(753a) Mechanistic Understanding of the Highly Selective Oxidative Dehydrogenation of Ethane Via Novel Supported Alkali Chloride Catalysts

Authors: 
Gärtner, C. A. - Presenter, Technische Universität München
van Veen, A. C., Technische Universität München
Lercher, J. A., Technical University of Munich

Introduction

The oxidative dehydrogenation of ethane is a promising process for the selective production of ethylene, one of the most essential building blocks in the chemical industry. While steam cracking is the state of the art process for the industrial ethylene production, it entails crucial drawbacks: Steam cracking leads to a wide range of olefins with only mediocre ethene selectivity, it requires high reaction temperatures, and coking is a serious problem which imposes a frequent regeneration of the reactors. By contrast, the oxidative dehydrogenation allows higher ethane selectivity levels and lower reaction temperatures. Due to the lower reaction temperature, alkyne formation can almost completely be avoided. As coking is not a problematic issue, ODH of ethane allows a continuous plant operation.

However, ODH of ethane can only be an alternative to steam cracking if high ethene selectivity levels can be guaranteed which is only possible with advanced catalysts.
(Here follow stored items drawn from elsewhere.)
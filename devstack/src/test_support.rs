//! Test doubles for the external toolchain, plus Laravel fixture text.

use std::cell::RefCell;
use std::collections::BTreeMap;
use std::fs;
use std::path::{Path, PathBuf};

use anyhow::{Result, bail};

use crate::core::persistence::Persistence;
use crate::io::config::{OwnershipConfig, StackConfig};
use crate::io::ownership::Owner;
use crate::io::paths::StackPaths;
use crate::io::preflight::ToolProbe;
use crate::io::toolchain::{
    BackendTasks, DependencyInstaller, ImageBuilder, OwnershipFixer, Project, ProjectScaffolder,
    StackOrchestrator,
};

/// `.env.example` as shipped by a fresh Laravel project.
pub const LARAVEL_ENV_EXAMPLE: &str = "APP_NAME=Laravel
APP_ENV=local
APP_KEY=
APP_DEBUG=true
APP_URL=http://localhost

LOG_CHANNEL=stack

DB_CONNECTION=sqlite
# DB_HOST=127.0.0.1
# DB_PORT=3306
# DB_DATABASE=laravel
# DB_USERNAME=root
# DB_PASSWORD=

MAIL_MAILER=log
MAIL_HOST=127.0.0.1
MAIL_PORT=2525
";

/// Trimmed `config/database.php` of a fresh Laravel project.
pub const LARAVEL_DATABASE_CONFIG: &str = r#"<?php

use Illuminate\Support\Str;

return [

    'default' => env('DB_CONNECTION', 'sqlite'),

    'connections' => [

        'sqlite' => [
            'driver' => 'sqlite',
            'database' => env('DB_DATABASE', database_path('database.sqlite')),
        ],

        'mysql' => [
            'driver' => 'mysql',
            'host' => env('DB_HOST', '127.0.0.1'),
            'port' => env('DB_PORT', '3306'),
        ],

    ],

    'migrations' => [
        'table' => 'migrations',
    ],

];
"#;

/// Probe with a configurable set of installed tools.
#[derive(Debug, Clone)]
pub struct FakeProbe {
    pub docker: Option<PathBuf>,
    pub compose_plugin: bool,
    pub legacy_compose: Option<PathBuf>,
}

impl FakeProbe {
    /// Docker with the compose plugin.
    pub fn full() -> Self {
        Self {
            docker: Some(PathBuf::from("/usr/bin/docker")),
            compose_plugin: true,
            legacy_compose: None,
        }
    }

    /// Docker without the plugin, plus a standalone `docker-compose`.
    pub fn legacy_compose() -> Self {
        Self {
            compose_plugin: false,
            legacy_compose: Some(PathBuf::from("/usr/bin/docker-compose")),
            ..Self::full()
        }
    }

    pub fn without_docker() -> Self {
        Self {
            docker: None,
            compose_plugin: false,
            legacy_compose: Some(PathBuf::from("/usr/bin/docker-compose")),
        }
    }

    pub fn without_compose() -> Self {
        Self {
            compose_plugin: false,
            legacy_compose: None,
            ..Self::full()
        }
    }
}

impl ToolProbe for FakeProbe {
    fn locate(&self, name: &str) -> Option<PathBuf> {
        match name {
            "docker" => self.docker.clone(),
            "docker-compose" => self.legacy_compose.clone(),
            _ => None,
        }
    }

    fn compose_plugin_available(&self, _docker: &Path) -> bool {
        self.compose_plugin
    }
}

/// One call made against [`RecordingToolchain`].
#[derive(Debug, Clone, PartialEq, Eq)]
pub enum Invocation {
    BuildImage(String),
    Scaffold(Project),
    Install(Project),
    AddPackage(Project, String),
    GenerateAppKey,
    Migrate,
    UpDetached,
    Chown { owner: Owner, targets: Vec<PathBuf> },
}

type FailurePredicate = Box<dyn Fn(&Invocation) -> bool>;

/// Toolchain that records every call and mimics the files real tools leave behind.
pub struct RecordingToolchain {
    paths: StackPaths,
    calls: RefCell<Vec<Invocation>>,
    fail_when: Option<FailurePredicate>,
}

impl RecordingToolchain {
    pub fn new(root: impl Into<PathBuf>) -> Self {
        Self {
            paths: StackPaths::new(root),
            calls: RefCell::new(Vec::new()),
            fail_when: None,
        }
    }

    /// Fail (after recording) every call matching `predicate`.
    pub fn failing_when(mut self, predicate: impl Fn(&Invocation) -> bool + 'static) -> Self {
        self.fail_when = Some(Box::new(predicate));
        self
    }

    pub fn invocations(&self) -> Vec<Invocation> {
        self.calls.borrow().clone()
    }

    pub fn count(&self, predicate: impl Fn(&Invocation) -> bool) -> usize {
        self.calls.borrow().iter().filter(|call| predicate(call)).count()
    }

    fn record(&self, call: Invocation) -> Result<()> {
        let fails = self.fail_when.as_ref().is_some_and(|pred| pred(&call));
        self.calls.borrow_mut().push(call.clone());
        if fails {
            bail!("simulated failure: {call:?}");
        }
        Ok(())
    }
}

impl ImageBuilder for RecordingToolchain {
    fn build_image(&self, service: &str) -> Result<()> {
        self.record(Invocation::BuildImage(service.to_string()))
    }
}

impl ProjectScaffolder for RecordingToolchain {
    fn scaffold(&self, project: Project) -> Result<()> {
        self.record(Invocation::Scaffold(project))?;
        match project {
            Project::Backend => {
                write(&self.paths.backend_manifest, "{\"name\": \"laravel/laravel\"}\n")?;
                write(&self.paths.backend_env_example, LARAVEL_ENV_EXAMPLE)?;
                write(&self.paths.backend_database_config, LARAVEL_DATABASE_CONFIG)?;
                fs::create_dir_all(&self.paths.backend_vendor)?;
            }
            Project::Frontend => {
                write(&self.paths.frontend_manifest, "{\"name\": \"frontend\"}\n")?;
            }
        }
        Ok(())
    }
}

impl DependencyInstaller for RecordingToolchain {
    fn install(&self, project: Project) -> Result<()> {
        self.record(Invocation::Install(project))?;
        let dir = match project {
            Project::Backend => &self.paths.backend_vendor,
            Project::Frontend => &self.paths.frontend_node_modules,
        };
        fs::create_dir_all(dir)?;
        Ok(())
    }

    fn add_package(&self, project: Project, package: &str) -> Result<()> {
        self.record(Invocation::AddPackage(project, package.to_string()))
    }
}

impl BackendTasks for RecordingToolchain {
    fn generate_app_key(&self) -> Result<()> {
        self.record(Invocation::GenerateAppKey)
    }

    fn migrate(&self) -> Result<()> {
        self.record(Invocation::Migrate)
    }
}

impl StackOrchestrator for RecordingToolchain {
    fn up_detached(&self) -> Result<()> {
        self.record(Invocation::UpDetached)
    }
}

impl OwnershipFixer for RecordingToolchain {
    fn chown_recursive(&self, owner: Owner, targets: &[PathBuf]) -> Result<()> {
        self.record(Invocation::Chown {
            owner,
            targets: targets.to_vec(),
        })
    }
}

fn write(path: &Path, contents: &str) -> Result<()> {
    if let Some(parent) = path.parent() {
        fs::create_dir_all(parent)?;
    }
    fs::write(path, contents)?;
    Ok(())
}

/// Lay down a backend that was scaffolded by an earlier run.
pub fn seed_existing_backend(paths: &StackPaths, with_vendor: bool) {
    write(&paths.backend_manifest, "{\"name\": \"laravel/laravel\"}\n").expect("seed manifest");
    write(&paths.backend_env_example, LARAVEL_ENV_EXAMPLE).expect("seed .env.example");
    write(&paths.backend_env, LARAVEL_ENV_EXAMPLE).expect("seed .env");
    write(&paths.backend_database_config, LARAVEL_DATABASE_CONFIG).expect("seed database.php");
    if with_vendor {
        fs::create_dir_all(&paths.backend_vendor).expect("seed vendor");
    }
}

/// Fresh project root in a temp dir.
pub fn project() -> (tempfile::TempDir, StackPaths) {
    let temp = tempfile::tempdir().expect("tempdir");
    let paths = StackPaths::new(temp.path());
    (temp, paths)
}

/// Config for tests: the given store, default ports, no privilege prefix.
pub fn test_config(persistence: Persistence) -> StackConfig {
    StackConfig {
        persistence,
        ownership: OwnershipConfig {
            enabled: true,
            privilege_command: Vec::new(),
        },
        ..StackConfig::default()
    }
}

/// Every file under `root` (except command logs) with its bytes, keyed by relative path.
pub fn snapshot(root: &Path) -> BTreeMap<PathBuf, Vec<u8>> {
    let mut files = BTreeMap::new();
    collect(root, root, &mut files);
    files
}

fn collect(root: &Path, dir: &Path, files: &mut BTreeMap<PathBuf, Vec<u8>>) {
    for entry in fs::read_dir(dir).expect("read dir") {
        let path = entry.expect("dir entry").path();
        if path.file_name().is_some_and(|name| name == ".devstack") {
            continue;
        }
        if path.is_dir() {
            collect(root, &path, files);
        } else {
            let relative = path.strip_prefix(root).expect("relative").to_path_buf();
            files.insert(relative, fs::read(&path).expect("read file"));
        }
    }
}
Tailoring highly efficient catalysts for the oxidative dehydrogenation is a challenging task: The thermodynamically favored total oxidation leads to carbon oxides as byproducts, mainly initiated by the re-adsorption of ethylene on metal cations. Thus, an efficient catalyst has to minimize the re-adsorption of olefins and simultaneously allow high activities for the alkane activation.

In this work, supported alkali chloride catalysts are investigated, mainly focusing on the ODH reaction mechanism of those materials. Essential feature of those advanced materials is the presence of a solid core (magnesium oxide partially doped with Dy2O3) and an alkali chloride shell that is molten under reaction conditions. It is shown that especially using eutectic mixtures of LiCl with other alkali / alkaline earth metals is a highly promising approach to tailor highly efficient materials.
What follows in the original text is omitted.